L’administration américaine du Commerce (USTR, United States Trade Representative) a proposé une série de mesures de taxation financière visant les navires chinois escalant dans les ports américains, mais aussi les compagnies maritimes exploitant des navires chinois et les opérateurs chinois. Cette annonce, qui est intervenue quelques jours avant le début du TPM25 de Long Beach, a bien sûr largement alimenté les conversations. "Des surtaxes sur les escales dans les ports américains auraient pour effet de concentrer l’activité sur les plus grands ports et de faire grimper l’inflation sur les prix de détail, car ces frais seraient répercutés sur la marchandise", a averti Soren Toft, le CEO de MSC. D’autre part, un tel cas de figure présente un risque avéré de congestion portuaire dans les grands ports chinois, à Singapour ainsi qu’à Los Angeles et Long Beach. L’Europe ne devrait pas subir les mêmes conséquences.
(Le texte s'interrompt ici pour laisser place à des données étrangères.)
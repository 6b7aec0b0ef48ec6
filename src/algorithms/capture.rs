use std::convert::Infallible;
use std::ops::Range;

use crate::algorithms::DiffHook;

/// The kind of a [`DiffOp`].
#[derive(Debug, PartialEq, Eq, Hash, Clone, Copy, Ord, PartialOrd)]
#[cfg_attr(
    feature = "serde",
    derive(serde::Serialize, serde::Deserialize),
    serde(rename_all = "snake_case")
)]
pub enum DiffTag {
    Equal,
    Delete,
    Insert,
    Replace,
}

/// A captured diff operation.
///
/// This is what [`Capture`] records for every hook call.
#[derive(Debug, PartialEq, Eq, Hash, Clone, Copy)]
#[cfg_attr(
    feature = "serde",
    derive(serde::Serialize, serde::Deserialize),
    serde(rename_all = "snake_case", tag = "op")
)]
pub enum DiffOp {
    /// A segment is equal (see [`DiffHook::equal`])
    Equal {
        old_index: usize,
        new_index: usize,
        len: usize,
    },
    /// A segment was deleted (see [`DiffHook::delete`])
    Delete {
        old_index: usize,
        old_len: usize,
        new_index: usize,
    },
    /// A segment was inserted (see [`DiffHook::insert`])
    Insert {
        old_index: usize,
        new_index: usize,
        new_len: usize,
    },
    /// A segment was replaced (see [`DiffHook::replace`])
    Replace {
        old_index: usize,
        old_len: usize,
        new_index: usize,
        new_len: usize,
    },
}

impl DiffOp {
    pub fn tag(&self) -> DiffTag {
        self.as_tag_tuple().0
    }

    /// Returns the affected range in the old sequence.
    pub fn old_range(&self) -> Range<usize> {
        self.as_tag_tuple().1
    }

    /// Returns the affected range in the new sequence.
    pub fn new_range(&self) -> Range<usize> {
        self.as_tag_tuple().2
    }

    /// Splits the operation into its tag and both ranges.
    ///
    /// Deletions have an empty new range and insertions an empty old range.
    pub fn as_tag_tuple(&self) -> (DiffTag, Range<usize>, Range<usize>) {
        match *self {
            DiffOp::Equal {
                old_index,
                new_index,
                len,
            } => (
                DiffTag::Equal,
                old_index..old_index + len,
                new_index..new_index + len,
            ),
            DiffOp::Delete {
                old_index,
                old_len,
                new_index,
            } => (
                DiffTag::Delete,
                old_index..old_index + old_len,
                new_index..new_index,
            ),
            DiffOp::Insert {
                old_index,
                new_index,
                new_len,
            } => (
                DiffTag::Insert,
                old_index..old_index,
                new_index..new_index + new_len,
            ),
            DiffOp::Replace {
                old_index,
                old_len,
                new_index,
                new_len,
            } => (
                DiffTag::Replace,
                old_index..old_index + old_len,
                new_index..new_index + new_len,
            ),
        }
    }

    /// Replays the operation onto another hook.
    pub fn apply_to_hook<D: DiffHook>(&self, d: &mut D) -> Result<(), D::Error> {
        match *self {
            DiffOp::Equal {
                old_index,
                new_index,
                len,
            } => d.equal(old_index, new_index, len),
            DiffOp::Delete {
                old_index,
                old_len,
                new_index,
            } => d.delete(old_index, old_len, new_index),
            DiffOp::Insert {
                old_index,
                new_index,
                new_len,
            } => d.insert(old_index, new_index, new_len),
            DiffOp::Replace {
                old_index,
                old_len,
                new_index,
                new_len,
            } => d.replace(old_index, old_len, new_index, new_len),
        }
    }
}

/// A [`DiffHook`] that captures all diff operations.
#[derive(Default, Clone)]
pub struct Capture(Vec<DiffOp>);

impl Capture {
    /// Creates a new capture hook.
    pub fn new() -> Capture {
        Capture::default()
    }

    /// Converts the capture hook into the captured operations.
    pub fn into_ops(self) -> Vec<DiffOp> {
        self.0
    }

    /// Accesses the captured operations.
    pub fn ops(&self) -> &[DiffOp] {
        &self.0
    }
}

impl DiffHook for Capture {
    type Error = Infallible;

    fn equal(&mut self, old_index: usize, new_index: usize, len: usize) -> Result<(), Self::Error> {
        self.0.push(DiffOp::Equal {
            old_index,
            new_index,
            len,
        });
        Ok(())
    }

    fn delete(
        &mut self,
        old_index: usize,
        old_len: usize,
        new_index: usize,
    ) -> Result<(), Self::Error> {
        self.0.push(DiffOp::Delete {
            old_index,
            old_len,
            new_index,
        });
        Ok(())
    }

    fn insert(
        &mut self,
        old_index: usize,
        new_index: usize,
        new_len: usize,
    ) -> Result<(), Self::Error> {
        self.0.push(DiffOp::Insert {
            old_index,
            new_index,
            new_len,
        });
        Ok(())
    }

    fn replace(
        &mut self,
        old_index: usize,
        old_len: usize,
        new_index: usize,
        new_len: usize,
    ) -> Result<(), Self::Error> {
        self.0.push(DiffOp::Replace {
            old_index,
            old_len,
            new_index,
            new_len,
        });
        Ok(())
    }
}

#[test]
fn test_tag_tuple() {
    let op = DiffOp::Insert {
        old_index: 4,
        new_index: 2,
        new_len: 3,
    };
    assert_eq!(op.tag(), DiffTag::Insert);
    assert_eq!(op.old_range(), 4..4);
    assert_eq!(op.new_range(), 2..5);

    let op = DiffOp::Replace {
        old_index: 1,
        old_len: 2,
        new_index: 0,
        new_len: 1,
    };
    assert_eq!(op.as_tag_tuple(), (DiffTag::Replace, 1..3, 0..1));
}

#[test]
fn test_apply_to_hook() {
    let ops = crate::capture_diff_slices(b"ABCABBA", b"CBABAC");
    let mut replay = Capture::new();
    for op in &ops {
        op.apply_to_hook(&mut replay).unwrap();
    }
    assert_eq!(replay.ops(), &ops[..]);
}

#[test]
#[cfg(feature = "serde")]
fn test_serde() {
    let op = DiffOp::Delete {
        old_index: 2,
        old_len: 1,
        new_index: 2,
    };
    let json = serde_json::to_string(&op).unwrap();
    assert_eq!(
        json,
        r#"{"op":"delete","old_index":2,"old_len":1,"new_index":2}"#
    );
    assert_eq!(serde_json::from_str::<DiffOp>(&json).unwrap(), op);
}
La Commission maritime fédérale américaine (FMC) a annoncé le lancement d’une enquête portant sur sept zones critiques pour le transport maritime mondial, dans le but d'identifier si "des réglementations, des politiques ou des pratiques y créent des conditions défavorables au transport maritime". Les sept "goulets d'étranglement" examinés sont le passage du Nord-Est, la Manche, le détroit de Malacca, le détroit de Singapour, le détroit de Gibraltar, le canal de Panama et le canal de Suez. Si l’on retrouve dans cette liste des points chauds bien connus, l’inclusion de la Manche laisse entrevoir des objectifs commerciaux en plus des objectifs sécuritaires.
En février, le président panaméen José Raul Mulino a annoncé officiellement le retrait de son pays du projet des routes de la Soie, ce que n’avait pas manqué de déplorer la Chine. Nouvelle étape en mars sur ce dossier de Panama mis en avant par le président Trump dès son investiture : le groupe hongkongais Hutchison Ports est entré en négociation exclusive avec un consortium formé par le fonds d’investissement américain Black Rock et Terminal Investment Limited (TiL), filiale du groupe MSC, pour la cession de la quasi-totalité de ses ports. Dans le panier se trouvent notamment les terminaux portuaires de Balboa et de Cristobal, à chaque extrémité du canal de Panama. Le président Trump a immédiatement salué cet accord comme le début de la reconquête du canal. Mais alors qu’une signature de la transaction avait été annoncée pour début avril, elle a finalement été ajournée.
Dans un pareil contexte, il faut être audacieux pour signer des contrats prévoyant des taux de fret fixes pendant un an, même s’il est maintenant admis que les contrats sans clause de revoyure ne tiendront pas dans la durée sans être réouverts, en cas de retour massif via la mer Rouge en 2025 (...).